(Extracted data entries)
══════════

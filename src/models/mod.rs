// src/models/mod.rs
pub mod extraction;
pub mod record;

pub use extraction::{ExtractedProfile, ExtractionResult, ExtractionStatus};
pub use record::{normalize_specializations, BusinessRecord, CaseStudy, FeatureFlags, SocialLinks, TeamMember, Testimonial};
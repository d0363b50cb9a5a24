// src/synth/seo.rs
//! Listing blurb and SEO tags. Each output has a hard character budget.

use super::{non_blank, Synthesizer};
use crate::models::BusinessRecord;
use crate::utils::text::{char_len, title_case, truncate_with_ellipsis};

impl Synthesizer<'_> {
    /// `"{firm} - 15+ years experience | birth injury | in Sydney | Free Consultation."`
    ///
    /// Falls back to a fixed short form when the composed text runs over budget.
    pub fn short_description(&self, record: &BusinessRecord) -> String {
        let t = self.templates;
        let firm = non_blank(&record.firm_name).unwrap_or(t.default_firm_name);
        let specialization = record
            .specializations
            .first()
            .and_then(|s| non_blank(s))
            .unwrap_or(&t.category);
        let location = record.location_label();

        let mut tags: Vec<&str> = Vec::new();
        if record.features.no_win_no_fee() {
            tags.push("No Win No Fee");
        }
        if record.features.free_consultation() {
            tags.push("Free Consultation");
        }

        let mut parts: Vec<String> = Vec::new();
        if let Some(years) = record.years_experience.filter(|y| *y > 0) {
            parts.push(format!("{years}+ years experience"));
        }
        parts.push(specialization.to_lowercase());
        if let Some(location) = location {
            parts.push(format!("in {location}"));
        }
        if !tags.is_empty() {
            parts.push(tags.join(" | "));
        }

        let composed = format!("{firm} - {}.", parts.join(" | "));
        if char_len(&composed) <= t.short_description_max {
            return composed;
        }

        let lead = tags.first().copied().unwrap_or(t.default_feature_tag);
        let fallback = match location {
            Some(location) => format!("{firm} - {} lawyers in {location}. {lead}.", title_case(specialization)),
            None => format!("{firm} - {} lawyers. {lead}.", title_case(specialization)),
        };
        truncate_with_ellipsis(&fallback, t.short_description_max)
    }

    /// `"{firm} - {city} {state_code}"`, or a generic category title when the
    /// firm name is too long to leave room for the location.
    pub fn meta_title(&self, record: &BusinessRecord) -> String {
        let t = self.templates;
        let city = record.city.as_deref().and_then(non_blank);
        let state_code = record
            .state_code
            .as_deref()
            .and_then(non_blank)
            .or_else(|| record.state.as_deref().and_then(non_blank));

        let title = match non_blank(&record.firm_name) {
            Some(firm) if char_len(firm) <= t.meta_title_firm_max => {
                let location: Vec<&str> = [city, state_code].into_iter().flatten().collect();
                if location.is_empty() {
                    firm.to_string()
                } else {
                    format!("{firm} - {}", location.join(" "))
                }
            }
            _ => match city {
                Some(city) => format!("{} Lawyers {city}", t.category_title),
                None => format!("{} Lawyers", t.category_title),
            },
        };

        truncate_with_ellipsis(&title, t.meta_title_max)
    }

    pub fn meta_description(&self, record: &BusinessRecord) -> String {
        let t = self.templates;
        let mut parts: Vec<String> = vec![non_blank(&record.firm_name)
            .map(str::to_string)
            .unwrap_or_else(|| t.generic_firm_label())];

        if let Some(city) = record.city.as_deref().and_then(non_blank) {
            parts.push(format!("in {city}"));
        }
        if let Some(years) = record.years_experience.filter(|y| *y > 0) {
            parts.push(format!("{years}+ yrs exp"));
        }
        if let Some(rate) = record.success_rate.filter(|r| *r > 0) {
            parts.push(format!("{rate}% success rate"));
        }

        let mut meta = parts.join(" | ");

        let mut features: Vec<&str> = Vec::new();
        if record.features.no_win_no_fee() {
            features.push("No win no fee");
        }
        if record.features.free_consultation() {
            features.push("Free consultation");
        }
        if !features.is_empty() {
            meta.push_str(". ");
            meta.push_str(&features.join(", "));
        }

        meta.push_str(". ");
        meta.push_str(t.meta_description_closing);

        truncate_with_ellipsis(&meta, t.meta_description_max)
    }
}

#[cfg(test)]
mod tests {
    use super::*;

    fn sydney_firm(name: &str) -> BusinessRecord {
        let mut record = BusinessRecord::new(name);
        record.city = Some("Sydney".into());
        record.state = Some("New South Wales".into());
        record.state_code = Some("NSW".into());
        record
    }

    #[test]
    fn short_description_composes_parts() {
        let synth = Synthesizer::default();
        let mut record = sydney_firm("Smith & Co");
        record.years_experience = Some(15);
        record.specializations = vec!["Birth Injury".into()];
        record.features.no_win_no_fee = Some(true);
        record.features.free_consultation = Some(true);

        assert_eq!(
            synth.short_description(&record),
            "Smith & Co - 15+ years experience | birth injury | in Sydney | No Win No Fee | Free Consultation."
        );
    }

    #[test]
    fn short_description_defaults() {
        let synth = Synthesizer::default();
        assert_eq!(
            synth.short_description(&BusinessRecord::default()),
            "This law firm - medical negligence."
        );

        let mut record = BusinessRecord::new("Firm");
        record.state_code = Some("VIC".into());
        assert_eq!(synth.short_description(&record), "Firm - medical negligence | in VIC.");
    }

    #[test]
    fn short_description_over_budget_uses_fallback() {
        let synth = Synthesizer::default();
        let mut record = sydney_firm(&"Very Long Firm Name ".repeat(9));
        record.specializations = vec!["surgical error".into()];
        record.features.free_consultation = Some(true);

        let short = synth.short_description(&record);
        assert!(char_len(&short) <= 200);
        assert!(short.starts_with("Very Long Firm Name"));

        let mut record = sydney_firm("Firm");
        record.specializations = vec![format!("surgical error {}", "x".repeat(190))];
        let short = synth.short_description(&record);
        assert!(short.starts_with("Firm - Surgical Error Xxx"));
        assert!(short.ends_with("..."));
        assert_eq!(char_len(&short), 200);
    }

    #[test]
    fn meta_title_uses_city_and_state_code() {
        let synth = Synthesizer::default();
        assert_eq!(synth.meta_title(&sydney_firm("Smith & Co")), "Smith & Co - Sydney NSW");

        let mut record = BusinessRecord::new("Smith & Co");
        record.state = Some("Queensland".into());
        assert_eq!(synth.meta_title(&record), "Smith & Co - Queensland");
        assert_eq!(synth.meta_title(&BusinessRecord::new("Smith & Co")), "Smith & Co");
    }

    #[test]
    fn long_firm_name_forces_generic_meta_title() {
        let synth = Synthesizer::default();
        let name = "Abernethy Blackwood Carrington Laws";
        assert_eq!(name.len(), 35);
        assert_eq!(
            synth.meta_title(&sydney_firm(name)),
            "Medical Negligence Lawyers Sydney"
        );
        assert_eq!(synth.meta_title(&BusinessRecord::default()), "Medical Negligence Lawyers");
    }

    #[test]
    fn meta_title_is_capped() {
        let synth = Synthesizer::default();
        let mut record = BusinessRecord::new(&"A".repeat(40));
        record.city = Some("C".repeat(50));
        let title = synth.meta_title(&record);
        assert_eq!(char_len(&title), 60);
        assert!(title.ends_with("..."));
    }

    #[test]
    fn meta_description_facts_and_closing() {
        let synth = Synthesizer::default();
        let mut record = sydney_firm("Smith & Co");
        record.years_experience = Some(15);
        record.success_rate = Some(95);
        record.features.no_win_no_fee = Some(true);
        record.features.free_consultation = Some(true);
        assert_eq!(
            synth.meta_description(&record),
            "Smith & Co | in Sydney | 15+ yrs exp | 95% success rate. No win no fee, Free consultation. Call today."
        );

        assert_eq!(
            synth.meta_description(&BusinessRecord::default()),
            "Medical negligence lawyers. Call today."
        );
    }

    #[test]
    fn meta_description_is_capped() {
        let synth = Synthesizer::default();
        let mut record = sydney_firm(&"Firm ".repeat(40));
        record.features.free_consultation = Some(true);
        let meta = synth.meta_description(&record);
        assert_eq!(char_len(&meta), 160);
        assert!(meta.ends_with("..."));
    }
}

══════════

Would you transcribe every entry exactly?

filename src/models/mod.rs
// src/models/mod.rs
pub mod extraction;
pub mod record;

pub use extraction::{ExtractedProfile, ExtractionResult, ExtractionStatus};
pub use record::{normalize_specializations, BusinessRecord, CaseStudy, FeatureFlags, SocialLinks, TeamMember, Testimonial};
repository d0363b50cb9a5a24
// src/synth/seo.rs
//! Listing blurb and SEO tags. Each output has a hard character budget.

use super::{non_blank, Synthesizer};
use crate::models::BusinessRecord;
use crate::utils::text::{char_len, title_case, truncate_with_ellipsis};

impl Synthesizer<'_> {
    /// `"{firm} - 15+ years experience | birth injury | in Sydney | Free Consultation."`
    ///
    /// Falls back to a fixed short form when the composed text runs over budget.
    pub fn short_description(&self, record: &BusinessRecord) -> String {
        let t = self.templates;
        let firm = non_blank(&record.firm_name).unwrap_or(t.default_firm_name);
        let specialization = record
            .specializations
            .first()
            .and_then(|s| non_blank(s))
            .unwrap_or(&t.category);
        let location = record.location_label();

        let mut tags: Vec<&str> = Vec::new();
        if record.features.no_win_no_fee() {
            tags.push("No Win No Fee");
        }
        if record.features.free_consultation() {
            tags.push("Free Consultation");
        }

        let mut parts: Vec<String> = Vec::new();
        if let Some(years) = record.years_experience.filter(|y| *y > 0) {
            parts.push(format!("{years}+ years experience"));
        }
        parts.push(specialization.to_lowercase());
        if let Some(location) = location {
            parts.push(format!("in {location}"));
        }
        if !tags.is_empty() {
            parts.push(tags.join(" | "));
        }

        let composed = format!("{firm} - {}.", parts.join(" | "));
        if char_len(&composed) <= t.short_description_max {
            return composed;
        }

        let lead = tags.first().copied().unwrap_or(t.default_feature_tag);
        let fallback = match location {
            Some(location) => format!("{firm} - {} lawyers in {location}. {lead}.", title_case(specialization)),
            None => format!("{firm} - {} lawyers. {lead}.", title_case(specialization)),
        };
        truncate_with_ellipsis(&fallback, t.short_description_max)
    }

    /// `"{firm} - {city} {state_code}"`, or a generic category title when the
    /// firm name is too long to leave room for the location.
    pub fn meta_title(&self, record: &BusinessRecord) -> String {
        let t = self.templates;
        let city = record.city.as_deref().and_then(non_blank);
        let state_code = record
            .state_code
            .as_deref()
            .and_then(non_blank)
            .or_else(|| record.state.as_deref().and_then(non_blank));

        let title = match non_blank(&record.firm_name) {
            Some(firm) if char_len(firm) <= t.meta_title_firm_max => {
                let location: Vec<&str> = [city, state_code].into_iter().flatten().collect();
                if location.is_empty() {
                    firm.to_string()
                } else {
                    format!("{firm} - {}", location.join(" "))
                }
            }
            _ => match city {
                Some(city) => format!("{} Lawyers {city}", t.category_title),
                None => format!("{} Lawyers", t.category_title),
            },
        };

        truncate_with_ellipsis(&title, t.meta_title_max)
    }

    pub fn meta_description(&self, record: &BusinessRecord) -> String {
        let t = self.templates;
        let mut parts: Vec<String> = vec![non_blank(&record.firm_name)
            .map(str::to_string)
            .unwrap_or_else(|| t.generic_firm_label())];

        if let Some(city) = record.city.as_deref().and_then(non_blank) {
            parts.push(format!("in {city}"));
        }
        if let Some(years) = record.years_experience.filter(|y| *y > 0) {
            parts.push(format!("{years}+ yrs exp"));
        }
        if let Some(rate) = record.success_rate.filter(|r| *r > 0) {
            parts.push(format!("{rate}% success rate"));
        }

        let mut meta = parts.join(" | ");

        let mut features: Vec<&str> = Vec::new();
        if record.features.no_win_no_fee() {
            features.push("No win no fee");
        }
        if record.features.free_consultation() {
            features.push("Free consultation");
        }
        if !features.is_empty() {
            meta.push_str(". ");
            meta.push_str(&features.join(", "));
        }

        meta.push_str(". ");
        meta.push_str(t.meta_description_closing);

        truncate_with_ellipsis(&meta, t.meta_description_max)
    }
}

#[cfg(test)]
mod tests {
    use super::*;

    fn sydney_firm(name: &str) -> BusinessRecord {
        let mut record = BusinessRecord::new(name);
        record.city = Some("Sydney".into());
        record.state = Some("New South Wales".into());
        record.state_code = Some("NSW".into());
        record
    }

    #[test]
    fn short_description_composes_parts() {
        let synth = Synthesizer::default();
        let mut record = sydney_firm("Smith & Co");
        record.years_experience = Some(15);
        record.specializations = vec!["Birth Injury".into()];
        record.features.no_win_no_fee = Some(true);
        record.features.free_consultation = Some(true);

        assert_eq!(
            synth.short_description(&record),
            "Smith & Co - 15+ years experience | birth injury | in Sydney | No Win No Fee | Free Consultation."
        );
    }

    #[test]
    fn short_description_defaults() {
        let synth = Synthesizer::default();
        assert_eq!(
            synth.short_description(&BusinessRecord::default()),
            "This law firm - medical negligence."
        );

        let mut record = BusinessRecord::new("Firm");
        record.state_code = Some("VIC".into());
        assert_eq!(synth.short_description(&record), "Firm - medical negligence | in VIC.");
    }

    #[test]
    fn short_description_over_budget_uses_fallback() {
        let synth = Synthesizer::default();
        let mut record = sydney_firm(&"Very Long Firm Name ".repeat(9));
        record.specializations = vec!["surgical error".into()];
        record.features.free_consultation = Some(true);

        let short = synth.short_description(&record);
        assert!(char_len(&short) <= 200);
        assert!(short.starts_with("Very Long Firm Name"));

        let mut record = sydney_firm("Firm");
        record.specializations = vec![format!("surgical error {}", "x".repeat(190))];
        let short = synth.short_description(&record);
        assert!(short.starts_with("Firm - Surgical Error Xxx"));
        assert!(short.ends_with("..."));
        assert_eq!(char_len(&short), 200);
    }

    #[test]
    fn meta_title_uses_city_and_state_code() {
        let synth = Synthesizer::default();
        assert_eq!(synth.meta_title(&sydney_firm("Smith & Co")), "Smith & Co - Sydney NSW");

        let mut record = BusinessRecord::new("Smith & Co");
        record.state = Some("Queensland".into());
        assert_eq!(synth.meta_title(&record), "Smith & Co - Queensland");
        assert_eq!(synth.meta_title(&BusinessRecord::new("Smith & Co")), "Smith & Co");
    }

    #[test]
    fn long_firm_name_forces_generic_meta_title() {
        let synth = Synthesizer::default();
        let name = "Abernethy Blackwood Carrington Laws";
        assert_eq!(name.len(), 35);
        assert_eq!(
            synth.meta_title(&sydney_firm(name)),
            "Medical Negligence Lawyers Sydney"
        );
        assert_eq!(synth.meta_title(&BusinessRecord::default()), "Medical Negligence Lawyers");
    }

    #[test]
    fn meta_title_is_capped() {
        let synth = Synthesizer::default();
        let mut record = BusinessRecord::new(&"A".repeat(40));
        record.city = Some("C".repeat(50));
        let title = synth.meta_title(&record);
        assert_eq!(char_len(&title), 60);
        assert!(title.ends_with("..."));
    }

    #[test]
    fn meta_description_facts_and_closing() {
        let synth = Synthesizer::default();
        let mut record = sydney_firm("Smith & Co");
        record.years_experience = Some(15);
        record.success_rate = Some(95);
        record.features.no_win_no_fee = Some(true);
        record.features.free_consultation = Some(true);
        assert_eq!(
            synth.meta_description(&record),
            "Smith & Co | in Sydney | 15+ yrs exp | 95% success rate. No win no fee, Free consultation. Call today."
        );

        assert_eq!(
            synth.meta_description(&BusinessRecord::default()),
            "Medical negligence lawyers. Call today."
        );
    }

    #[test]
    fn meta_description_is_capped() {
        let synth = Synthesizer::default();
        let mut record = sydney_firm(&"Firm ".repeat(40));
        record.features.free_consultation = Some(true);
        let meta = synth.meta_description(&record);
        assert_eq!(char_len(&meta), 160);
        assert!(meta.ends_with("..."));
    }
}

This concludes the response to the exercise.